El gobierno directo del pueblo es imposible, pues la energía y prontitud de acción eminentemente necesaria para el gobierno de las sociedades, no podría conseguirse si hubiera que consultar la voluntad general, y además, porque la continua dedicación a los negocios políticos por parte del pueblo, traería una perturbación funesta en el régimen económico, por el necesario descuido de los demás intereses sociales.
Esta imposibilidad ha hecho necesario el gobierno indirecto por medio del mandatario.
El pueblo elige a los representantes de su voluntad, a los encargados de dar forma por medio de la ley y de su ejecución, a las ideas predominantes.
Para tomar parte en esta elección, que es lo que importa el ejercicio del derecho electoral, se requiere, pues, en el elector, la capacidad de distinguir entre la bondad de dos principios, poder juzgar cuál de ellos reportaría en su aplicación mayor bien a la comunidad, cuál está más en relación con sus intereses, con su porvenir. Además, tiene que ser capaz de conocer quién es el más apto para realizar en la práctica el principio aceptado, quién responderá mejor a la encarnación de la idea por cuyo triunfo se lucha.
En consecuencia, este derecho que existe inherente en el ciudadano, debe estar sometido en su ejercicio a estas condiciones de capacidad necesarias para que llene el objeto a que es llamado, y para que el sufragio popular sea un principio salvador y no un sarcasmo peligroso.
En efecto, ¿qué significaría el voto de esa parte de nuestra población, ignorante hasta de los primeros rudimentos del deber humano, cuya inteligencia completamente inculta se acerca más al instinto?; ¿qué significa ese voto dado por un ser sin conciencia de su derecho, sin conocimiento de la idea a que sirve, hasta del objeto que lo mueve?
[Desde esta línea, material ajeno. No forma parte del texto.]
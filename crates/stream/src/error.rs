// SPDX-License-Identifier: BUSL-1.1
// Copyright (c) 2026 Alfred Jean LLC

//! Errors surfaced by the transport, codec, and session layers.

use thiserror::Error;

#[derive(Debug, Error)]
pub enum StreamError {
    #[error("io error: {0}")]
    Io(#[from] std::io::Error),

    #[error("codec error: {0}")]
    Codec(#[from] serde_json::Error),

    #[error("framing error: {0}")]
    Framing(String),

    #[error("message too large: {size} bytes (max {max})")]
    TooLarge { size: usize, max: usize },

    #[error("stream closed")]
    Closed,

    #[error("timeout")]
    Timeout,
}
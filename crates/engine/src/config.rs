// SPDX-License-Identifier: BUSL-1.1
// Copyright (c) 2026 Alfred Jean LLC

//! Engine process configuration: paths and connection addresses resolved
//! from environment variables and the `profile_dir=<path>` argument every
//! Launcher variant appends to its child's command line (spec.md §6).

use std::path::PathBuf;

use thiserror::Error;

use crate::env;

#[derive(Debug, Error)]
pub enum ConfigError {
    #[error("could not determine a state directory: set PF_STATE_DIR or HOME")]
    NoStateDir,
}

/// Resolved engine configuration for one process.
#[derive(Debug, Clone)]
pub struct Config {
    /// Directory shared with the launcher and controller, passed on the
    /// command line as `profile_dir=<path>`.
    pub profile_dir: PathBuf,
    /// This engine process's own log file.
    pub log_path: PathBuf,
    /// Opaque engine identity (spec.md §3 `EngineKernel::ident`).
    pub ident: String,
    pub shell_addr: String,
    pub control_addr: String,
    pub iopub_addr: String,
}

impl Config {
    /// Load configuration: `profile_dir` from the command line,
    /// connection addresses and identity from the environment, with
    /// `localhost` defaults so a lone engine can be started for
    /// inspection without a controller.
    pub fn load(profile_dir: PathBuf) -> Result<Self, ConfigError> {
        let state_dir = env::state_dir()?;
        let ident = env::ident().unwrap_or_else(|| uuid::Uuid::new_v4().to_string());

        Ok(Self {
            log_path: state_dir.join(format!("engine-{ident}.log")),
            shell_addr: env::shell_addr().unwrap_or_else(|| "127.0.0.1:8090".to_string()),
            control_addr: env::control_addr().unwrap_or_else(|| "127.0.0.1:8091".to_string()),
            iopub_addr: env::iopub_addr().unwrap_or_else(|| "127.0.0.1:8092".to_string()),
            ident,
            profile_dir,
        })
    }
}

#[cfg(test)]
#[path = "config_tests.rs"]
mod tests;
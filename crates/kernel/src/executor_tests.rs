// SPDX-License-Identifier: BUSL-1.1
// Copyright (c) 2026 Alfred Jean LLC

use super::*;

#[test]
fn exec_assigns_an_arithmetic_expression() {
    let mut ns = UserNamespace::new();
    let mut exec = ScriptExecutor::new();
    exec.exec("x=2+3", &mut ns).unwrap();
    assert_eq!(ns.get("x"), Some(&Value::from(5)));
}

#[test]
fn exec_references_prior_bindings() {
    let mut ns = UserNamespace::new();
    let mut exec = ScriptExecutor::new();
    exec.exec("x=2+3", &mut ns).unwrap();
    exec.exec("y=x*2", &mut ns).unwrap();
    assert_eq!(ns.get("y"), Some(&Value::from(10)));
}

#[test]
fn exec_raise_surfaces_ename_and_evalue() {
    let mut ns = UserNamespace::new();
    let mut exec = ScriptExecutor::new();
    let err = exec.exec("raise ValueError('bad')", &mut ns).unwrap_err();
    assert_eq!(err.ename, "ValueError");
    assert_eq!(err.evalue, "bad");
}

#[test]
fn exec_unknown_name_is_a_name_error() {
    let mut ns = UserNamespace::new();
    let mut exec = ScriptExecutor::new();
    let err = exec.exec("y=unknown_var", &mut ns).unwrap_err();
    assert_eq!(err.ename, "NameError");
}

#[test]
fn call_dispatches_to_a_registered_function() {
    let mut exec = ScriptExecutor::new();
    exec.register(
        "double",
        Arc::new(|args: &[Value], _kwargs: &HashMap<String, Value>| {
            let n = args[0].as_f64().unwrap_or(0.0);
            Ok(Value::from(n * 2.0))
        }),
    );
    let result = exec
        .call(&Value::from("double"), &[Value::from(21)], &HashMap::new())
        .unwrap();
    assert_eq!(result, Value::from(42.0));
}

#[test]
fn call_unregistered_name_is_a_name_error() {
    let exec = ScriptExecutor::new();
    let err = exec
        .call(&Value::from("missing"), &[], &HashMap::new())
        .unwrap_err();
    assert_eq!(err.ename, "NameError");
}
// SPDX-License-Identifier: BUSL-1.1
// Copyright (c) 2026 Alfred Jean LLC

//! ISO-8601 timestamp formatting for message subheaders
//! (`execute_request`/`apply_request` `started`/`completed` fields).

use chrono::Utc;

/// Render the current UTC time as `%Y-%m-%dT%H:%M:%S.%f`, the same format
/// the original kernel stamps `started`/`completed` subheader fields with.
pub fn now_iso8601() -> String {
    Utc::now().format("%Y-%m-%dT%H:%M:%S%.6f").to_string()
}

#[cfg(test)]
mod tests {
    use super::*;

    #[test]
    fn now_iso8601_has_expected_shape() {
        let ts = now_iso8601();
        // "YYYY-MM-DDTHH:MM:SS.ffffff"
        assert_eq!(ts.len(), 26);
        assert_eq!(ts.as_bytes()[4], b'-');
        assert_eq!(ts.as_bytes()[10], b'T');
        assert_eq!(ts.as_bytes()[19], b'.');
    }
}
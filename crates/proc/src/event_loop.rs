// SPDX-License-Identifier: BUSL-1.1
// Copyright (c) 2026 Alfred Jean LLC

//! `EventLoop`: periodic callbacks, delayed callbacks, and line-readiness
//! notification for child-process pipes (spec.md §9 design note on
//! blocking vs async stdio).
//!
//! The original schedules a platform-specific reactor callback per
//! readable fd. Rust has no portable raw-fd readiness API across Unix
//! pipes and Windows named pipes either, so this core generalizes the
//! note to every platform: each watched reader gets its own spawned task
//! that posts line events back to the loop over an `mpsc` channel, and the
//! loop's `next_event()` is simply "await the channel" rather than a
//! poll/select over raw fds.

use std::time::Duration;

use tokio::io::{AsyncBufReadExt, AsyncRead, BufReader};
use tokio::sync::mpsc;
use tokio::task::JoinHandle;

/// An event posted back to the loop by a watched reader or a timer.
#[derive(Debug, Clone)]
pub enum LoopEvent {
    /// A line was read from a watched reader, identified by `tag`.
    Line { tag: String, line: String },
    /// A watched reader reached EOF.
    Eof { tag: String },
    /// A periodic or delayed callback's tick, identified by `tag`.
    Tick { tag: String },
}

/// A single-threaded event loop driving an engine or launcher process.
pub struct EventLoop {
    tx: mpsc::UnboundedSender<LoopEvent>,
    rx: mpsc::UnboundedReceiver<LoopEvent>,
    tasks: Vec<JoinHandle<()>>,
}

impl Default for EventLoop {
    fn default() -> Self {
        Self::new()
    }
}

impl EventLoop {
    pub fn new() -> Self {
        let (tx, rx) = mpsc::unbounded_channel();
        Self {
            tx,
            rx,
            tasks: Vec::new(),
        }
    }

    /// Watch `reader` for newline-delimited output, tagging every line and
    /// the terminal EOF with `tag` (e.g. `"stdout"`/`"stderr"`).
    pub fn watch_reader<R>(&mut self, tag: impl Into<String>, reader: R)
    where
        R: AsyncRead + Unpin + Send + 'static,
    {
        let tag = tag.into();
        let tx = self.tx.clone();
        let handle = tokio::spawn(async move {
            let mut lines = BufReader::new(reader).lines();
            loop {
                match lines.next_line().await {
                    Ok(Some(line)) => {
                        if tx.send(LoopEvent::Line { tag: tag.clone(), line }).is_err() {
                            break;
                        }
                    }
                    Ok(None) => {
                        let _ = tx.send(LoopEvent::Eof { tag: tag.clone() });
                        break;
                    }
                    Err(_) => {
                        let _ = tx.send(LoopEvent::Eof { tag: tag.clone() });
                        break;
                    }
                }
            }
        });
        self.tasks.push(handle);
    }

    /// Schedule a callback tagged `tag` to fire once after `delay`.
    pub fn spawn_delayed(&mut self, tag: impl Into<String>, delay: Duration) {
        let tag = tag.into();
        let tx = self.tx.clone();
        let handle = tokio::spawn(async move {
            tokio::time::sleep(delay).await;
            let _ = tx.send(LoopEvent::Tick { tag });
        });
        self.tasks.push(handle);
    }

    /// Schedule a callback tagged `tag` to fire every `period`, forever
    /// (until the loop is dropped).
    pub fn spawn_periodic(&mut self, tag: impl Into<String>, period: Duration) {
        let tag = tag.into();
        let tx = self.tx.clone();
        let handle = tokio::spawn(async move {
            let mut interval = tokio::time::interval(period);
            loop {
                interval.tick().await;
                if tx.send(LoopEvent::Tick { tag: tag.clone() }).is_err() {
                    break;
                }
            }
        });
        self.tasks.push(handle);
    }

    /// Await the next event posted by any watched reader or timer.
    pub async fn next_event(&mut self) -> Option<LoopEvent> {
        self.rx.recv().await
    }
}

impl Drop for EventLoop {
    fn drop(&mut self) {
        for task in &self.tasks {
            task.abort();
        }
    }
}

#[cfg(test)]
#[path = "event_loop_tests.rs"]
mod tests;
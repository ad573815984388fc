// SPDX-License-Identifier: BUSL-1.1
// Copyright (c) 2026 Alfred Jean LLC

//! `MPIExecLauncher` (spec.md §4.1.2): builds the `mpiexec`/`mpirun`
//! command line, then delegates to `LocalProcessLauncher` for the actual
//! spawn/monitor/signal machinery.

use async_trait::async_trait;
use nix::sys::signal::Signal;
use pf_core::{LauncherError, LauncherState};

use crate::launcher::Launcher;
use crate::lifecycle::{StopCallback, StopData};
use crate::local::LocalProcessLauncher;

/// Build the `mpi_cmd + ["-n", str(n)] + mpi_args + program + program_args`
/// argument list (spec.md §4.1.2 `find_args`).
pub fn mpi_args(
    mpi_cmd: &[String],
    n: u32,
    mpi_args: &[String],
    program: &str,
    program_args: &[String],
) -> (String, Vec<String>) {
    let mut args = Vec::new();
    args.extend(mpi_cmd[1..].iter().cloned());
    args.push("-n".to_string());
    args.push(n.to_string());
    args.extend(mpi_args.iter().cloned());
    args.push(program.to_string());
    args.extend(program_args.iter().cloned());
    (mpi_cmd[0].clone(), args)
}

pub struct MPIExecLauncher {
    inner: LocalProcessLauncher,
}

impl MPIExecLauncher {
    /// Build a controller variant: `n` is fixed at 1.
    pub fn controller(
        mpi_cmd: Vec<String>,
        mpi_args_: Vec<String>,
        program: String,
        program_args: Vec<String>,
    ) -> Self {
        Self::with_n(mpi_cmd, 1, mpi_args_, program, program_args)
    }

    /// Build an engine-set variant: the caller chooses `n`.
    pub fn with_n(
        mpi_cmd: Vec<String>,
        n: u32,
        mpi_args_: Vec<String>,
        program: String,
        program_args: Vec<String>,
    ) -> Self {
        let (exe, args) = mpi_args(&mpi_cmd, n, &mpi_args_, &program, &program_args);
        Self {
            inner: LocalProcessLauncher::new(exe, args),
        }
    }

    pub fn with_profile_dir(mut self, profile_dir: impl AsRef<std::path::Path>) -> Self {
        self.inner = self.inner.with_profile_dir(profile_dir);
        self
    }

    pub fn with_work_dir(mut self, dir: impl Into<std::path::PathBuf>) -> Self {
        self.inner = self.inner.with_work_dir(dir);
        self
    }
}

#[async_trait]
impl Launcher for MPIExecLauncher {
    async fn start(&mut self) -> Result<(), LauncherError> {
        self.inner.start().await
    }

    fn stop(&mut self) {
        self.inner.stop()
    }

    fn signal(&mut self, sig: Signal) {
        self.inner.signal(sig)
    }

    fn on_stop(&mut self, cb: StopCallback) {
        self.inner.on_stop(cb)
    }

    fn state(&self) -> LauncherState {
        self.inner.state()
    }

    fn stop_data(&self) -> Option<StopData> {
        self.inner.stop_data()
    }

    fn as_any(&self) -> &dyn std::any::Any {
        self
    }
}

#[cfg(test)]
#[path = "mpi_tests.rs"]
mod tests;
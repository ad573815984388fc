// SPDX-License-Identifier: BUSL-1.1
// Copyright (c) 2026 Alfred Jean LLC

//! Fixed delay constants for the launcher framework and engine dispatch
//! kernel.

use std::time::Duration;

/// Default delay before a hard kill follows an interrupt for a single
/// locally-launched process (spec.md §3 `interrupt_then_kill`).
pub const INTERRUPT_THEN_KILL_SINGLE: Duration = Duration::from_millis(2000);

/// Default delay before a hard kill follows an interrupt when broadcast
/// through a `LauncherSet` — shorter than the single-process default in the
/// source this spec was distilled from.
pub const INTERRUPT_THEN_KILL_SET: Duration = Duration::from_millis(1000);

/// Default poll interval for `LocalProcessLauncher` liveness checks
/// (spec.md §4.1.1).
pub const LOCAL_POLL_FREQUENCY: Duration = Duration::from_millis(100);

/// Grace period between sending `shutdown_reply` and exiting the engine
/// process, so the reply has time to flush (spec.md §4.2.6).
pub const SHUTDOWN_GRACE: Duration = Duration::from_millis(1000);

/// Pause between drain batches in `abort_queues`, giving in-flight messages
/// time to arrive on the socket before the next non-blocking pull
/// (spec.md §4.2.8).
pub const ABORT_DRAIN_INTERVAL: Duration = Duration::from_millis(50);

#[cfg(test)]
#[path = "clock_tests.rs"]
mod tests;
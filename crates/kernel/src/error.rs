// SPDX-License-Identifier: BUSL-1.1
// Copyright (c) 2026 Alfred Jean LLC

use thiserror::Error;

/// Errors surfaced by the engine dispatch kernel (spec.md §7).
#[derive(Debug, Error)]
pub enum KernelError {
    #[error("stream error: {0}")]
    Stream(#[from] pf_stream::StreamError),

    #[error("decode error: {0}")]
    Decode(#[from] serde_json::Error),

    #[error("protocol error: {0}")]
    Protocol(String),
}

/// A user-code failure raised while executing `execute_request` or
/// `apply_request` (spec.md §7 "User-code exceptions").
///
/// `UnmetDependency` is a distinguished `ename`: when raised during
/// `apply_request` it sets the reply subheader's `dependencies_met` to
/// `false` instead of treating the call as a hard failure, so the
/// scheduler can reroute the task (spec.md §4.2.9, §7).
#[derive(Debug, Error, Clone)]
#[error("{evalue}")]
pub struct ExecError {
    pub ename: String,
    pub evalue: String,
}

impl ExecError {
    pub fn new(ename: impl Into<String>, evalue: impl Into<String>) -> Self {
        Self {
            ename: ename.into(),
            evalue: evalue.into(),
        }
    }

    pub fn is_unmet_dependency(&self) -> bool {
        self.ename == "UnmetDependency"
    }
}
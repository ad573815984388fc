// SPDX-License-Identifier: BUSL-1.1
// Copyright (c) 2026 Alfred Jean LLC

//! `check_dependencies` (spec.md §4.2.9): consulted by a scheduler that
//! embeds this kernel's `apply_request` handler before routing work to it.
//! Out of scope per spec.md §1, the client's result store is modeled only
//! at its boundary: a status-only lookup by dependency id.

use serde_json::Value;

pub trait DependencyStore: Send + Sync {
    /// Whether `dep_id` has completed. `Err` models a store-level failure
    /// (e.g. the id is unknown to the store).
    fn is_completed(&self, dep_id: &str) -> Result<bool, ()>;
}

enum Quantifier {
    Any,
    All,
}

/// Parse `deps` as `[("any"|"all"), [id, ...]]`; any other shape defaults
/// to `"all"` over the ids found (spec.md §4.2.9).
fn parse(deps: &Value) -> (Quantifier, Vec<String>) {
    if let Some(arr) = deps.as_array() {
        if let [q, ids] = arr.as_slice() {
            if let (Some(q), Some(ids)) = (q.as_str(), ids.as_array()) {
                let quantifier = if q == "any" { Quantifier::Any } else { Quantifier::All };
                let ids = ids.iter().filter_map(|v| v.as_str().map(String::from)).collect();
                return (quantifier, ids);
            }
        }
        let ids = arr.iter().filter_map(|v| v.as_str().map(String::from)).collect();
        return (Quantifier::All, ids);
    }
    (Quantifier::All, Vec::new())
}

/// Evaluate whether `deps` are satisfied (spec.md §4.2.9).
pub fn check_dependencies(deps: &Value, store: &dyn DependencyStore) -> bool {
    let (quantifier, ids) = parse(deps);
    let mut statuses = Vec::with_capacity(ids.len());
    for id in &ids {
        match store.is_completed(id) {
            Ok(done) => statuses.push(done),
            Err(()) => return false,
        }
    }
    match quantifier {
        Quantifier::Any => statuses.iter().any(|&done| done),
        Quantifier::All => statuses.iter().all(|&done| done),
    }
}

#[cfg(test)]
#[path = "dependencies_tests.rs"]
mod tests;
// SPDX-License-Identifier: BUSL-1.1
// Copyright (c) 2026 Alfred Jean LLC

use thiserror::Error;

use crate::config::ConfigError;

#[derive(Debug, Error)]
pub enum EngineAppError {
    #[error("configuration error: {0}")]
    Config(#[from] ConfigError),

    #[error("io error: {0}")]
    Io(#[from] std::io::Error),

    #[error("kernel error: {0}")]
    Kernel(#[from] pf_kernel::KernelError),
}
El decir que el conjunto de esos votos representa la voluntad popular, ¿no es peligroso
El rudo campesino a quien el descuido propio o el de los encargados de velar por su suerte, privaron de la capacidad necesaria para tener conciencia de la importancia y del objeto de ese derecho, y a quien la ley sin embargo le concede la capacidad política, ¿qué hará con ese voto, cuya importancia no conoce, con ese derecho, cuya santidad no comprende? O movido por intereses del momento, lo entregará a su patrón; o movido por sus afecciones, lo cederá al que haya logrado adquirir prestigio sobre él, o llevado de un sentimiento más bajo, lo venderá a quien más le ofrezca.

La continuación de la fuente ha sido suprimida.